Richard Albert Bell (September 4, 1913 – March 20, 1988) was a member of the House of Commons of Canada representing Carleton from 1957 to 1963 and from 1965 to 1968.

He was born at Britannia Heights in Nepean Township, Ontario in 1913. He served as solicitor for Nepean Township and the City of Nepean.

Elected as a Progressive Conservative Member of Parliament in the government of John Diefenbaker, Bell was Minister of Citizenship and Immigration from 1962 to 1963.

Dick Bell Park on the Ottawa River, home of the Nepean Sailing Club, was named in his honour.

He died in Ottawa in 1988. He is buried in Pinecrest Cemetery in Ottawa.

The family home, "Fairfields", 3080 Richmond Rd. where he was born and died was donated to the city of Ottawa in 2000. Fairfields Heritage Property was built in the 1840s.
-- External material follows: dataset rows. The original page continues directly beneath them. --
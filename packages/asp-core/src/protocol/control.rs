//! Control JSON envelope and message vocabulary (§4.3, §6).
//!
//! Every control message is `{"type": ..., "session_id": ..., "seq": ...,
//! "ts_ms": ..., ...}`. The `type` tag selects the variant; unknown types
//! are a `ProtocolViolation`, not a silently-ignored message.

use serde::{Deserialize, Serialize};

#[derive(Debug, Clone, Serialize, Deserialize)]
#[serde(tag = "type")]
pub enum ControlMessage {
    #[serde(rename = "protocol.capabilities")]
    ProtocolCapabilities {
        session_id: String,
        seq: u64,
        ts_ms: u64,
        sample_rates: Vec<u32>,
        encodings: Vec<String>,
        features: Vec<String>,
    },

    #[serde(rename = "session.start")]
    SessionStart {
        session_id: String,
        seq: u64,
        ts_ms: u64,
        audio: AudioParams,
        vad: VadParams,
        #[serde(default)]
        system_prompt_ref: Option<String>,
    },

    #[serde(rename = "session.started")]
    SessionStarted {
        session_id: String,
        seq: u64,
        ts_ms: u64,
        audio: AudioParams,
    },

    #[serde(rename = "session.rejected")]
    SessionRejected {
        session_id: String,
        seq: u64,
        ts_ms: u64,
        reason: String,
    },

    #[serde(rename = "audio.end")]
    AudioEnd {
        session_id: String,
        seq: u64,
        ts_ms: u64,
        stream_id: u32,
    },

    #[serde(rename = "barge_in")]
    BargeIn {
        session_id: String,
        seq: u64,
        ts_ms: u64,
        response_id: String,
    },

    #[serde(rename = "response.start")]
    ResponseStart {
        session_id: String,
        seq: u64,
        ts_ms: u64,
        response_id: String,
        utterance_id: String,
    },

    #[serde(rename = "response.end")]
    ResponseEnd {
        session_id: String,
        seq: u64,
        ts_ms: u64,
        response_id: String,
    },

    #[serde(rename = "response.cancelled")]
    ResponseCancelled {
        session_id: String,
        seq: u64,
        ts_ms: u64,
        response_id: String,
    },

    #[serde(rename = "ping")]
    Ping {
        session_id: String,
        seq: u64,
        ts_ms: u64,
    },

    #[serde(rename = "pong")]
    Pong {
        session_id: String,
        seq: u64,
        ts_ms: u64,
    },

    #[serde(rename = "session.end")]
    SessionEnd {
        session_id: String,
        seq: u64,
        ts_ms: u64,
    },

    #[serde(rename = "session.ended")]
    SessionEnded {
        session_id: String,
        seq: u64,
        ts_ms: u64,
        frames_in: u64,
        frames_out: u64,
        utterances: u64,
        barge_ins: u64,
    },

    #[serde(rename = "error")]
    Error {
        session_id: String,
        seq: u64,
        ts_ms: u64,
        kind: String,
        message: String,
    },
}

impl ControlMessage {
    pub fn session_id(&self) -> &str {
        match self {
            Self::ProtocolCapabilities { session_id, .. }
            | Self::SessionStart { session_id, .. }
            | Self::SessionStarted { session_id, .. }
            | Self::SessionRejected { session_id, .. }
            | Self::AudioEnd { session_id, .. }
            | Self::BargeIn { session_id, .. }
            | Self::ResponseStart { session_id, .. }
            | Self::ResponseEnd { session_id, .. }
            | Self::ResponseCancelled { session_id, .. }
            | Self::Ping { session_id, .. }
            | Self::Pong { session_id, .. }
            | Self::SessionEnd { session_id, .. }
            | Self::SessionEnded { session_id, .. }
            | Self::Error { session_id, .. } => session_id,
        }
    }

    pub fn seq(&self) -> u64 {
        match self {
            Self::ProtocolCapabilities { seq, .. }
            | Self::SessionStart { seq, .. }
            | Self::SessionStarted { seq, .. }
            | Self::SessionRejected { seq, .. }
            | Self::AudioEnd { seq, .. }
            | Self::BargeIn { seq, .. }
            | Self::ResponseStart { seq, .. }
            | Self::ResponseEnd { seq, .. }
            | Self::ResponseCancelled { seq, .. }
            | Self::Ping { seq, .. }
            | Self::Pong { seq, .. }
            | Self::SessionEnd { seq, .. }
            | Self::SessionEnded { seq, .. }
            | Self::Error { seq, .. } => *seq,
        }
    }

    pub fn type_name(&self) -> &'static str {
        match self {
            Self::ProtocolCapabilities { .. } => "protocol.capabilities",
            Self::SessionStart { .. } => "session.start",
            Self::SessionStarted { .. } => "session.started",
            Self::SessionRejected { .. } => "session.rejected",
            Self::AudioEnd { .. } => "audio.end",
            Self::BargeIn { .. } => "barge_in",
            Self::ResponseStart { .. } => "response.start",
            Self::ResponseEnd { .. } => "response.end",
            Self::ResponseCancelled { .. } => "response.cancelled",
            Self::Ping { .. } => "ping",
            Self::Pong { .. } => "pong",
            Self::SessionEnd { .. } => "session.end",
            Self::SessionEnded { .. } => "session.ended",
            Self::Error { .. } => "error",
        }
    }
}

/// Negotiated or requested audio parameters (`session.start`/`session.started`).
#[derive(Debug, Clone, Serialize, Deserialize)]
pub struct AudioParams {
    pub sample_rate: u32,
    pub encoding: String,
    pub frame_ms: u32,
}

/// VAD parameters requested at `session.start`; fields default to the
/// protocol defaults when omitted so a client can negotiate only what it
/// cares about.
#[derive(Debug, Clone, Serialize, Deserialize)]
pub struct VadParams {
    #[serde(default = "crate::protocol_constants::default_silence_hangover_ms")]
    pub silence_hangover_ms: u32,
    #[serde(default = "crate::protocol_constants::default_min_speech_ms")]
    pub min_speech_ms: u32,
    #[serde(default = "crate::protocol_constants::default_barge_in_min_ms")]
    pub barge_in_min_ms: u32,
}

#[cfg(test)]
mod tests {
    use super::*;

    #[test]
    fn session_start_round_trips_through_json() {
        let msg = ControlMessage::SessionStart {
            session_id: "S1".into(),
            seq: 1,
            ts_ms: 0,
            audio: AudioParams {
                sample_rate: 8000,
                encoding: "pcm_s16le".into(),
                frame_ms: 20,
            },
            vad: VadParams {
                silence_hangover_ms: 600,
                min_speech_ms: 120,
                barge_in_min_ms: 80,
            },
            system_prompt_ref: None,
        };
        let json = serde_json::to_string(&msg).unwrap();
        assert!(json.contains("\"type\":\"session.start\""));

        let back: ControlMessage = serde_json::from_str(&json).unwrap();
        assert_eq!(back.type_name(), "session.start");
        assert_eq!(back.session_id(), "S1");
    }

    #[test]
    fn unknown_type_fails_to_parse() {
        let json = r#"{"type":"bogus.type","session_id":"S1","seq":1,"ts_ms":0}"#;
        assert!(serde_json::from_str::<ControlMessage>(json).is_err());
    }

    #[test]
    fn vad_params_default_when_omitted() {
        let json = r#"{"sample_rate":8000}"#;
        // AudioParams has no defaults (all required); VadParams does.
        let vad_json = r#"{}"#;
        let vad: VadParams = serde_json::from_str(vad_json).unwrap();
        assert_eq!(vad.silence_hangover_ms, 600);
        let _ = json;
    }

    #[test]
    fn session_ended_carries_summary_counters() {
        let msg = ControlMessage::SessionEnded {
            session_id: "S1".into(),
            seq: 9,
            ts_ms: 1000,
            frames_in: 50,
            frames_out: 80,
            utterances: 1,
            barge_ins: 0,
        };
        let json = serde_json::to_value(&msg).unwrap();
        assert_eq!(json["frames_in"], 50);
        assert_eq!(json["utterances"], 1);
    }
}
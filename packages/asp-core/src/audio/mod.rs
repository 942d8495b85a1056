//! Audio frame & codec adapter (C1, §4.1).
//!
//! Converts between linear PCM (agent-side: 16 kHz mono s16le) and the
//! telephony codec (8 kHz mono s16le, μ-law, or A-law), resamples between
//! 8 kHz and 16 kHz, and reframes a byte stream to fixed-duration frames.

mod codec;
mod framing;

pub use codec::{Codec, CodecAdapter};
pub use framing::Reframer;

use std::collections::HashMap;
use std::sync::OnceLock;

use bytes::Bytes;
use parking_lot::RwLock;

use crate::protocol_constants::DEFAULT_FRAME_MS;

/// Encodings negotiable over ASP (§6 configuration, `audio.encoding`).
#[derive(Debug, Clone, Copy, PartialEq, Eq, Hash, serde::Serialize, serde::Deserialize)]
#[serde(rename_all = "snake_case")]
pub enum Encoding {
    PcmS16le,
    Mulaw,
    Alaw,
}

impl Encoding {
    /// Bytes occupied by one sample of this encoding.
    pub const fn bytes_per_sample(self) -> usize {
        match self {
            Encoding::PcmS16le => 2,
            Encoding::Mulaw | Encoding::Alaw => 1,
        }
    }
}

/// Mono PCM or telephony-codec audio format: sample rate plus frame duration.
///
/// ASP audio is always single-channel (§3, §4.1); there is no channel count
/// to track.
#[derive(Debug, Clone, Copy, PartialEq, Eq)]
pub struct AudioFormat {
    pub sample_rate: u32,
    pub encoding: Encoding,
    pub frame_ms: u32,
}

impl AudioFormat {
    pub fn new(sample_rate: u32, encoding: Encoding, frame_ms: u32) -> Self {
        Self {
            sample_rate,
            encoding,
            frame_ms,
        }
    }

    /// Agent-side format: 16 kHz mono linear PCM, the format STT/TTS consume.
    pub fn agent_pcm(frame_ms: u32) -> Self {
        Self::new(16_000, Encoding::PcmS16le, frame_ms)
    }

    /// Number of samples in one frame of `frame_ms` duration.
    #[inline]
    pub fn frame_samples(&self) -> usize {
        ((self.sample_rate as u64 * self.frame_ms as u64) / 1000) as usize
    }

    /// Size in bytes of one frame.
    #[inline]
    pub fn frame_bytes(&self) -> usize {
        self.frame_samples() * self.encoding.bytes_per_sample()
    }

    /// A cached, zero-filled frame of this format's size (digital silence).
    pub fn silence_frame(&self) -> Bytes {
        get_or_create_silence(self.frame_bytes())
    }
}

impl Default for AudioFormat {
    fn default() -> Self {
        Self::new(8_000, Encoding::PcmS16le, DEFAULT_FRAME_MS)
    }
}

/// Global cache for silence frames to avoid repeated allocations on underrun.
static SILENCE_CACHE: OnceLock<RwLock<HashMap<usize, Bytes>>> = OnceLock::new();

fn get_or_create_silence(byte_len: usize) -> Bytes {
    let cache = SILENCE_CACHE.get_or_init(|| RwLock::new(HashMap::new()));

    if let Some(silence) = cache.read().get(&byte_len) {
        return silence.clone();
    }

    let mut cache_write = cache.write();
    if let Some(silence) = cache_write.get(&byte_len) {
        return silence.clone();
    }

    let silence = Bytes::from(vec![0u8; byte_len]);
    cache_write.insert(byte_len, silence.clone());
    silence
}

#[cfg(test)]
mod tests {
    use super::*;

    #[test]
    fn frame_bytes_pcm_8khz_20ms() {
        let fmt = AudioFormat::new(8_000, Encoding::PcmS16le, 20);
        // 8000 * 0.020 = 160 samples * 2 bytes = 320 bytes, matches §6's example.
        assert_eq!(fmt.frame_bytes(), 320);
    }

    #[test]
    fn frame_bytes_mulaw_8khz_20ms() {
        let fmt = AudioFormat::new(8_000, Encoding::Mulaw, 20);
        assert_eq!(fmt.frame_bytes(), 160);
    }

    #[test]
    fn frame_bytes_agent_pcm_16khz_20ms() {
        let fmt = AudioFormat::agent_pcm(20);
        assert_eq!(fmt.frame_bytes(), 640);
    }

    #[test]
    fn silence_frame_is_zeroed_and_cached() {
        let fmt = AudioFormat::new(8_000, Encoding::PcmS16le, 20);
        let a = fmt.silence_frame();
        let b = fmt.silence_frame();
        assert_eq!(a.len(), 320);
        assert!(a.iter().all(|&b| b == 0));
        assert_eq!(a.as_ptr(), b.as_ptr(), "silence frames of equal size are cached");
    }
}
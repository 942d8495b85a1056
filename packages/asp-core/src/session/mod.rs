//! Session state machine (C4, §4.4), shared by both ASP endpoints.
//!
//! The Session is single-owner: it lives inside the per-session supervisor
//! task (§5) and is never shared for mutation across tasks. Other tasks
//! submit state changes through the supervisor; this module only models the
//! legal states and transitions, not the task topology (that's `bootstrap`
//! and the two app binaries' driver loops).

use crate::audio::AudioFormat;
use crate::error::{AspError, AspResult};
use crate::vad::VadConfig;

#[derive(Debug, Clone, Copy, PartialEq, Eq)]
pub enum SessionState {
    Idle,
    Capabilities,
    Starting,
    ActiveListening,
    ActiveProcessing,
    ActiveSpeaking,
    Ending,
    Closed,
}

impl SessionState {
    /// Legal transitions per the §4.4 diagram. `barge_in` while
    /// `ActiveListening` is legal but a no-op (stays `ActiveListening`),
    /// represented here as a self-transition.
    pub fn can_transition_to(self, next: SessionState) -> bool {
        use SessionState::*;
        match (self, next) {
            (Idle, Capabilities) => true,
            (Capabilities, Starting) => true,
            (Starting, ActiveListening) => true,
            (Starting, Closed) => true,
            (ActiveListening, ActiveProcessing) => true,
            (ActiveProcessing, ActiveSpeaking) => true,
            (ActiveProcessing, ActiveListening) => true,
            (ActiveSpeaking, ActiveListening) => true,
            (ActiveSpeaking, ActiveProcessing) => true,
            (ActiveListening, ActiveListening) => true,
            (ActiveListening, Ending)
            | (ActiveProcessing, Ending)
            | (ActiveSpeaking, Ending) => true,
            (Ending, Closed) => true,
            (_, Closed) => true,
            _ => false,
        }
    }

    pub fn is_active(self) -> bool {
        matches!(
            self,
            SessionState::ActiveListening
                | SessionState::ActiveProcessing
                | SessionState::ActiveSpeaking
        )
    }

    pub fn is_closed(self) -> bool {
        matches!(self, SessionState::Closed)
    }
}

/// Plain counters reported in `session.ended` (§10.9).
#[derive(Debug, Clone, Copy, Default)]
pub struct SessionSummary {
    pub frames_in: u64,
    pub frames_out: u64,
    pub utterances: u64,
    pub barge_ins: u64,
}

/// A single conversation attached to one call leg (§3).
pub struct Session {
    pub id: String,
    pub audio: AudioFormat,
    pub vad_config: VadConfig,
    pub started_at_ms: u64,
    state: SessionState,
    pub current_response_id: Option<String>,
    pub current_utterance_id: Option<String>,
    summary: SessionSummary,
    ended: bool,
}

impl Session {
    pub fn new(id: String, audio: AudioFormat, vad_config: VadConfig, started_at_ms: u64) -> Self {
        Self {
            id,
            audio,
            vad_config,
            started_at_ms,
            state: SessionState::Idle,
            current_response_id: None,
            current_utterance_id: None,
            summary: SessionSummary::default(),
            ended: false,
        }
    }

    pub fn state(&self) -> SessionState {
        self.state
    }

    pub fn summary(&self) -> SessionSummary {
        self.summary
    }

    /// Attempts the transition, returning `ProtocolViolation` if illegal.
    pub fn transition(&mut self, next: SessionState) -> AspResult<()> {
        if !self.state.can_transition_to(next) {
            return Err(AspError::ProtocolViolation(format!(
                "illegal transition {:?} -> {:?}",
                self.state, next
            )));
        }
        self.state = next;
        Ok(())
    }

    pub fn record_frame_in(&mut self) {
        self.summary.frames_in += 1;
    }

    pub fn record_frame_out(&mut self) {
        self.summary.frames_out += 1;
    }

    /// Called when `audio.end` closes a non-empty utterance (§4.4: Listening
    /// -> Processing).
    pub fn begin_utterance(&mut self, utterance_id: String) -> AspResult<()> {
        self.transition(SessionState::ActiveProcessing)?;
        self.current_utterance_id = Some(utterance_id);
        self.summary.utterances += 1;
        Ok(())
    }

    /// Called on the first outbound frame of a response — the
    /// `Active/Speaking` transition is marked by this, not by
    /// `response.start` (§4.4 invariant 3).
    pub fn begin_speaking(&mut self, response_id: String) -> AspResult<()> {
        self.transition(SessionState::ActiveSpeaking)?;
        self.current_response_id = Some(response_id);
        Ok(())
    }

    /// `response.end` / `response.cancelled`: return to `Listening`.
    pub fn end_response(&mut self) -> AspResult<()> {
        self.transition(SessionState::ActiveListening)?;
        self.current_response_id = None;
        Ok(())
    }

    /// `barge_in`: cancel the current response and immediately begin
    /// tracking the interrupting utterance (§4.4: Speaking -> Processing).
    pub fn barge_in(&mut self, new_utterance_id: String) -> AspResult<()> {
        self.transition(SessionState::ActiveProcessing)?;
        self.current_response_id = None;
        self.current_utterance_id = Some(new_utterance_id);
        self.summary.utterances += 1;
        self.summary.barge_ins += 1;
        Ok(())
    }

    pub fn begin_ending(&mut self) -> AspResult<()> {
        self.transition(SessionState::Ending)
    }

    /// Idempotent close (§8 invariant 6): closing an already-closed session
    /// is a no-op rather than a protocol violation.
    pub fn close(&mut self) {
        if !self.ended {
            self.ended = true;
            self.state = SessionState::Closed;
        }
    }

    pub fn is_ended(&self) -> bool {
        self.ended
    }
}

#[cfg(test)]
mod tests {
    use super::*;

    fn new_session() -> Session {
        Session::new(
            "S1".into(),
            AudioFormat::default(),
            VadConfig::default(),
            0,
        )
    }

    #[test]
    fn happy_path_transitions_are_legal() {
        let mut s = new_session();
        s.transition(SessionState::Capabilities).unwrap();
        s.transition(SessionState::Starting).unwrap();
        s.transition(SessionState::ActiveListening).unwrap();
        s.begin_utterance("U1".into()).unwrap();
        s.begin_speaking("R1".into()).unwrap();
        s.end_response().unwrap();
        assert_eq!(s.state(), SessionState::ActiveListening);
    }

    #[test]
    fn illegal_transition_is_rejected() {
        let mut s = new_session();
        let err = s.transition(SessionState::ActiveSpeaking).unwrap_err();
        assert!(matches!(err, AspError::ProtocolViolation(_)));
    }

    #[test]
    fn barge_in_while_listening_is_a_noop_self_transition() {
        let mut s = new_session();
        s.transition(SessionState::Capabilities).unwrap();
        s.transition(SessionState::Starting).unwrap();
        s.transition(SessionState::ActiveListening).unwrap();
        s.transition(SessionState::ActiveListening).unwrap();
        assert_eq!(s.state(), SessionState::ActiveListening);
    }

    #[test]
    fn barge_in_while_speaking_cancels_and_starts_new_utterance() {
        let mut s = new_session();
        s.transition(SessionState::Capabilities).unwrap();
        s.transition(SessionState::Starting).unwrap();
        s.transition(SessionState::ActiveListening).unwrap();
        s.begin_utterance("U1".into()).unwrap();
        s.begin_speaking("R1".into()).unwrap();

        s.barge_in("U2".into()).unwrap();
        assert_eq!(s.state(), SessionState::ActiveProcessing);
        assert_eq!(s.current_response_id, None);
        assert_eq!(s.summary().barge_ins, 1);
        assert_eq!(s.summary().utterances, 2);
    }

    #[test]
    fn close_is_idempotent() {
        let mut s = new_session();
        s.close();
        s.close();
        assert!(s.is_ended());
        assert_eq!(s.state(), SessionState::Closed);
    }

    #[test]
    fn any_state_can_close() {
        let mut s = new_session();
        s.transition(SessionState::Capabilities).unwrap();
        s.transition(SessionState::Closed).unwrap();
        assert!(s.state().is_closed());
    }
}
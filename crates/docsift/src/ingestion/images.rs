//! Embedded-image extraction from PDFs.

use lopdf::{Document, Object};

/// Collect embedded raster images from a PDF.
///
/// Walks every stream object and keeps image XObjects whose filter is
/// DCTDecode, since those streams are complete JPEG files usable directly
/// by OCR. Non-JPEG encodings (raw samples behind FlateDecode, JBIG2, ...)
/// are skipped. Per-image problems never fail the document.
pub fn extract_pdf_images(data: &[u8]) -> Vec<Vec<u8>> {
    let doc = match Document::load_mem(data) {
        Ok(doc) => doc,
        Err(e) => {
            tracing::warn!("could not load PDF for image extraction: {e}");
            return Vec::new();
        }
    };

    let mut images = Vec::new();

    for (id, object) in &doc.objects {
        let Object::Stream(stream) = object else {
            continue;
        };

        let is_image = matches!(
            stream.dict.get(b"Subtype"),
            Ok(Object::Name(name)) if name.as_slice() == b"Image"
        );
        if !is_image {
            continue;
        }

        if has_dct_filter(&stream.dict) {
            images.push(stream.content.clone());
        } else {
            tracing::debug!("skipping non-JPEG image stream {:?}", id);
        }
    }

    images
}

/// True when the stream's filter chain produces a JPEG payload.
fn has_dct_filter(dict: &lopdf::Dictionary) -> bool {
    match dict.get(b"Filter") {
        Ok(Object::Name(name)) => name.as_slice() == b"DCTDecode",
        Ok(Object::Array(filters)) => filters
            .iter()
            .any(|f| matches!(f, Object::Name(name) if name.as_slice() == b"DCTDecode")),
        _ => false,
    }
}

#[cfg(test)]
mod tests {
    use super::*;

    #[test]
    fn invalid_pdf_yields_no_images() {
        assert!(extract_pdf_images(b"definitely not a pdf").is_empty());
    }

    #[test]
    fn dct_filter_detection() {
        let mut dict = lopdf::Dictionary::new();
        dict.set("Filter", Object::Name(b"DCTDecode".to_vec()));
        assert!(has_dct_filter(&dict));

        let mut dict = lopdf::Dictionary::new();
        dict.set(
            "Filter",
            Object::Array(vec![
                Object::Name(b"FlateDecode".to_vec()),
                Object::Name(b"DCTDecode".to_vec()),
            ]),
        );
        assert!(has_dct_filter(&dict));

        let mut dict = lopdf::Dictionary::new();
        dict.set("Filter", Object::Name(b"FlateDecode".to_vec()));
        assert!(!has_dct_filter(&dict));
    }
}
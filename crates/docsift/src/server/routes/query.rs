//! Retrieval QA endpoint.

use axum::{extract::State, Json};
use std::time::Instant;

use crate::error::Result;
use crate::retrieval;
use crate::server::state::AppState;
use crate::types::query::QaRequest;
use crate::types::response::QaResponse;

/// POST /api/query - Answer a question against the supplied document text.
pub async fn query_document(
    State(state): State<AppState>,
    Json(request): Json<QaRequest>,
) -> Result<Json<QaResponse>> {
    let start = Instant::now();

    tracing::info!("query: \"{}\"", request.question);

    let mut response = retrieval::answer_question(
        state.embedder(),
        state.llm(),
        state.chunker(),
        state.index_cache(),
        &state.config().retrieval,
        &request.document_text,
        &request.question,
        request.top_k,
        request.similarity_threshold,
    )
    .await?;

    response.processing_time_ms = start.elapsed().as_millis() as u64;

    tracing::info!(
        "query answered in {}ms ({} context chunks, cache {})",
        response.processing_time_ms,
        response.context.len(),
        if response.from_cache { "hit" } else { "miss" }
    );

    Ok(Json(response))
}
//! Request types for the API surface.

use serde::{Deserialize, Serialize};

/// Request to run the five-stage agent chain over document text.
#[derive(Debug, Clone, Serialize, Deserialize)]
pub struct AgentsRequest {
    pub text: String,
}

/// Request to validate document text against a caller-supplied rule list.
#[derive(Debug, Clone, Serialize, Deserialize)]
pub struct ValidateRequest {
    pub text: String,
    pub rules: Vec<String>,
}

/// Retrieval QA request over a specific document's text.
#[derive(Debug, Clone, Serialize, Deserialize)]
pub struct QaRequest {
    pub document_text: String,
    pub question: String,

    /// Number of chunks to retrieve (defaults from config when absent).
    #[serde(default)]
    pub top_k: Option<usize>,

    /// Minimum similarity for retrieved chunks (defaults from config).
    #[serde(default)]
    pub similarity_threshold: Option<f32>,
}

#[cfg(test)]
mod tests {
    use super::*;

    #[test]
    fn qa_request_defaults_are_optional() {
        let request: QaRequest = serde_json::from_str(
            r#"{"document_text": "some text", "question": "what is it?"}"#,
        )
        .unwrap();

        assert!(request.top_k.is_none());
        assert!(request.similarity_threshold.is_none());
    }
}
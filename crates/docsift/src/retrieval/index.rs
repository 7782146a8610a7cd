//! In-memory nearest-neighbour index over embedded chunks.
//!
//! Exact cosine search over one document's chunks. An approximate index
//! would be overkill at this scale: a document yields tens of chunks, not
//! millions of vectors.

/// A chunk with its embedding, as stored in the index.
#[derive(Debug, Clone)]
pub struct IndexedChunk {
    pub content: String,
    pub embedding: Vec<f32>,
    pub chunk_index: u32,
}

/// A retrieved chunk with its similarity to the query.
#[derive(Debug, Clone)]
pub struct ScoredChunk {
    pub content: String,
    pub similarity: f32,
    pub chunk_index: u32,
}

/// Immutable index built once per distinct document text.
#[derive(Debug)]
pub struct ChunkIndex {
    chunks: Vec<IndexedChunk>,
}

impl ChunkIndex {
    pub fn new(chunks: Vec<IndexedChunk>) -> Self {
        Self { chunks }
    }

    pub fn len(&self) -> usize {
        self.chunks.len()
    }

    pub fn is_empty(&self) -> bool {
        self.chunks.is_empty()
    }

    /// Top-k chunks by cosine similarity, sorted descending.
    pub fn search(&self, query_embedding: &[f32], top_k: usize) -> Vec<ScoredChunk> {
        let mut scored: Vec<ScoredChunk> = self
            .chunks
            .iter()
            .map(|chunk| ScoredChunk {
                content: chunk.content.clone(),
                similarity: cosine_similarity(&chunk.embedding, query_embedding),
                chunk_index: chunk.chunk_index,
            })
            .collect();

        scored.sort_by(|a, b| {
            b.similarity
                .partial_cmp(&a.similarity)
                .unwrap_or(std::cmp::Ordering::Equal)
        });
        scored.truncate(top_k);
        scored
    }
}

/// Cosine similarity; 0.0 for zero-length or mismatched vectors.
fn cosine_similarity(a: &[f32], b: &[f32]) -> f32 {
    if a.len() != b.len() || a.is_empty() {
        return 0.0;
    }

    let mut dot = 0.0f32;
    let mut norm_a = 0.0f32;
    let mut norm_b = 0.0f32;
    for (x, y) in a.iter().zip(b) {
        dot += x * y;
        norm_a += x * x;
        norm_b += y * y;
    }

    if norm_a == 0.0 || norm_b == 0.0 {
        return 0.0;
    }

    dot / (norm_a.sqrt() * norm_b.sqrt())
}

#[cfg(test)]
mod tests {
    use super::*;

    fn chunk(content: &str, embedding: Vec<f32>, index: u32) -> IndexedChunk {
        IndexedChunk {
            content: content.to_string(),
            embedding,
            chunk_index: index,
        }
    }

    #[test]
    fn identical_vectors_score_one() {
        let similarity = cosine_similarity(&[1.0, 2.0, 3.0], &[1.0, 2.0, 3.0]);
        assert!((similarity - 1.0).abs() < 1e-6);
    }

    #[test]
    fn orthogonal_vectors_score_zero() {
        let similarity = cosine_similarity(&[1.0, 0.0], &[0.0, 1.0]);
        assert!(similarity.abs() < 1e-6);
    }

    #[test]
    fn mismatched_lengths_score_zero() {
        assert_eq!(cosine_similarity(&[1.0, 0.0], &[1.0]), 0.0);
        assert_eq!(cosine_similarity(&[], &[]), 0.0);
    }

    #[test]
    fn search_returns_most_similar_first() {
        let index = ChunkIndex::new(vec![
            chunk("about cats", vec![1.0, 0.0, 0.0], 0),
            chunk("about dogs", vec![0.0, 1.0, 0.0], 1),
            chunk("cats and dogs", vec![0.7, 0.7, 0.0], 2),
        ]);

        let results = index.search(&[1.0, 0.0, 0.0], 2);
        assert_eq!(results.len(), 2);
        assert_eq!(results[0].content, "about cats");
        assert_eq!(results[1].content, "cats and dogs");
        assert!(results[0].similarity > results[1].similarity);
    }

    #[test]
    fn top_k_larger_than_index_returns_everything() {
        let index = ChunkIndex::new(vec![chunk("only one", vec![1.0], 0)]);
        assert_eq!(index.search(&[1.0], 10).len(), 1);
    }
}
The residence was rebuilt in the Gothic Revival style after a fire in 1870. The heritage home, which sits on 1.84 acres of the prominent Bell family's once extensive farm, was included amongst other architecturally interesting and historically significant buildings in Doors Open Ottawa, held June 2 and 3, 2012.

He was one of the founding partners of the law firm Bell Baker LLP located in Ottawa, Ontario.

==Electoral history==

v; t; e; 1965 Canadian federal election: Carleton
| Party | Candidate | Votes | % | ±% |
|  | Progressive Conservative | Dick Bell | 32,456 | 43.90 | –2.39 |
|  | Liberal | Lloyd Francis | 31,523 | 42.64 | –5.37 |
|  | New Democratic | Donald V. Stirling | 9,953 | 13.46 | +8.79 |
| Total valid votes |  |  | 73,932 | 100.0 |
|  | Progressive Conservative gain from Liberal |  | Swing |  | +1.49 |

v; t; e; 1963 Canadian federal election: Carleton
| Party | Candidate | Votes | % | ±% |
|  | Liberal | Lloyd Francis | 32,325 | 48.01 | +6.02 |
|  | Progressive Conservative | Dick Bell | 31,168 | 46.29 | –5.40 |
|  | New Democratic | Lewis Hanley | 3,144 | 4.67 | –0.19 |
|  | Social Credit | Harold Herbert Splett | 699 | 1.04 | –0.44 |
| Total valid votes |  |  | 67,336 | 100.0 |
|  | Liberal gain from Progressive Conservative |  | Swing |  | +5.71 |

v; t; e; 1962 Canadian federal election: Carleton
| Party | Candidate | Votes | % | ±% |
|  | Progressive Conservative | Dick Bell | 32,125 | 51.66 | –15.81 |
|  | Liberal | Lloyd Francis | 26,109 | 41.99 | +13.86 |
|  | New Democratic | Lewis Hanley | 3,024 | 4.86 | +1.20 |
|  | Social Credit | Harold Herbert Splett | 922 | 1.48 | +0.75 |
| Total valid votes |  |  | 62,180 | 100.0 |
|  | Progressive Conservative hold |  | Swing |  | –14.84 |

v; t; e; 1958 Canadian federal election: Carleton
| Party | Candidate | Votes | % | ±% |
|  | Progressive Conservative | Dick Bell | 32,741 | 67.47 | +5.69 |
|  | Liberal | George Humble | 13,652 | 28.13 | –5.79 |
|  | Co-operative Commonwealth | Stewart I. Crawford | 1,777 | 3.66 | +0.70 |
|  | Social Credit | Grace Gough | 355 | 0.73 | –0.62 |
| Total valid votes |  |  | 48,525 | 100.0 |
|  | Progressive Conservative hold |  | Swing |  | +5.74 |

v; t; e; 1957 Canadian federal election: Carleton
| Party | Candidate | Votes | % | ±% |
|  | Progressive Conservative | Dick Bell | 27,865 | 61.78 | +6.53 |
|  | Liberal | Frank Egan Dunlap | 15,298 | 33.92 | –6.34 |
|  | Co-operative Commonwealth | Stewart I. Crawford | 1,334 | 2.96 | +0.01 |
|  | Social Credit | Eric Kingsley Fallis | 607 | 1.35 | –0.19 |
| Total valid votes |  |  | 45,104 | 100.0 |
|  | Progressive Conservative hold |  | Swing |  | +6.44 |

== Archives ==
There is a Richard Albert Bell fonds at Library and Archives Canada. It contains 32.794 m of textual records and 330 photographs.